# Phoenix, AZ May 2009 Make & Take!



## Specter (Apr 22, 2008)

MAY M&T!

Date: May 17th 2009
Time: Noon - 4pm
Location: West Side, Morbid Manor's Machine Shop (email Morbid for Directions)

Topic: Creating a Pepper's Ghost Scene!
Demos: Laser Vortex, Big Scream TV, Making Realistic Columns

This month we'll be meeting at Vince's Shop in the West Valley. He has TONS of space and tools to make anything we need! We can also make it very dark inside, which is perfect for creating a Pepper's Ghost scene! We'll video/project and play with different methods of creating a PG in a scene. This is a fairly simple, but extremely effective Special Effect that anyone can display in their haunt.
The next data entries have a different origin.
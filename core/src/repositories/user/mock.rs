//! Mock implementation of UserStore for testing

use async_trait::async_trait;
use chrono::{DateTime, Utc};
use std::collections::HashMap;
use std::sync::Arc;
use tokio::sync::RwLock;
use uuid::Uuid;

use crate::domain::entities::user::{Role, User};
use crate::errors::{AuthError, DomainError};

use super::trait_::UserStore;

struct StoredUser {
    user: User,
    password: String,
}

/// In-memory user store; passwords are compared as plain text
pub struct MockUserStore {
    users: Arc<RwLock<HashMap<Uuid, StoredUser>>>,
}

impl MockUserStore {
    /// Create a new mock store
    pub fn new() -> Self {
        Self {
            users: Arc::new(RwLock::new(HashMap::new())),
        }
    }

    /// Seed an existing account
    pub async fn insert(&self, user: User, password: &str) {
        let mut users = self.users.write().await;
        users.insert(
            user.id,
            StoredUser {
                user,
                password: password.to_string(),
            },
        );
    }

    /// Flip the active flag of an account
    pub async fn set_active(&self, user_id: Uuid, active: bool) {
        let mut users = self.users.write().await;
        if let Some(stored) = users.get_mut(&user_id) {
            stored.user.is_active = active;
        }
    }

    /// Remove an account
    pub async fn remove(&self, user_id: Uuid) {
        self.users.write().await.remove(&user_id);
    }
}

impl Default for MockUserStore {
    fn default() -> Self {
        Self::new()
    }
}

#[async_trait]
impl UserStore for MockUserStore {
    async fn find_by_id(&self, id: Uuid) -> Result<Option<User>, DomainError> {
        let users = self.users.read().await;
        Ok(users.get(&id).map(|s| s.user.clone()))
    }

    async fn find_by_email(&self, email: &str) -> Result<Option<User>, DomainError> {
        let users = self.users.read().await;
        Ok(users
            .values()
            .find(|s| s.user.email == email)
            .map(|s| s.user.clone()))
    }

    async fn verify_credentials(
        &self,
        email: &str,
        password: &str,
    ) -> Result<Option<User>, DomainError> {
        let users = self.users.read().await;
        Ok(users
            .values()
            .find(|s| s.user.email == email && s.password == password)
            .map(|s| s.user.clone()))
    }

    async fn create(
        &self,
        email: &str,
        password: &str,
        full_name: &str,
        roles: &[Role],
    ) -> Result<User, DomainError> {
        let mut users = self.users.write().await;

        if users.values().any(|s| s.user.email == email) {
            return Err(AuthError::DuplicateEmail.into());
        }

        let user = User::new(email, full_name, roles);
        users.insert(
            user.id,
            StoredUser {
                user: user.clone(),
                password: password.to_string(),
            },
        );
        Ok(user)
    }

    async fn change_password(
        &self,
        user_id: Uuid,
        current_password: &str,
        new_password: &str,
    ) -> Result<bool, DomainError> {
        let mut users = self.users.write().await;

        match users.get_mut(&user_id) {
            Some(stored) if stored.password == current_password => {
                stored.password = new_password.to_string();
                Ok(true)
            }
            _ => Ok(false),
        }
    }

    async fn record_login(&self, user_id: Uuid, at: DateTime<Utc>) -> Result<(), DomainError> {
        let mut users = self.users.write().await;
        if let Some(stored) = users.get_mut(&user_id) {
            stored.user.update_last_login(at);
        }
        Ok(())
    }
}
We'll also be doing demos of the Big Scream TV, and the Laser Vortex effects. Vince will be showing us the materials used to create realistic columns for our display.

Vince and his wife have volunteered to supply yummy Italian food! You might want to chip in with some side dishes, drinks, desserts, etc.

Please RSVP so they know how much food to make! See you guys there!
AZ Halloween & Special Effects Association


----------



## Specter (Apr 22, 2008)

Bump!!! See you tomorrow!


----------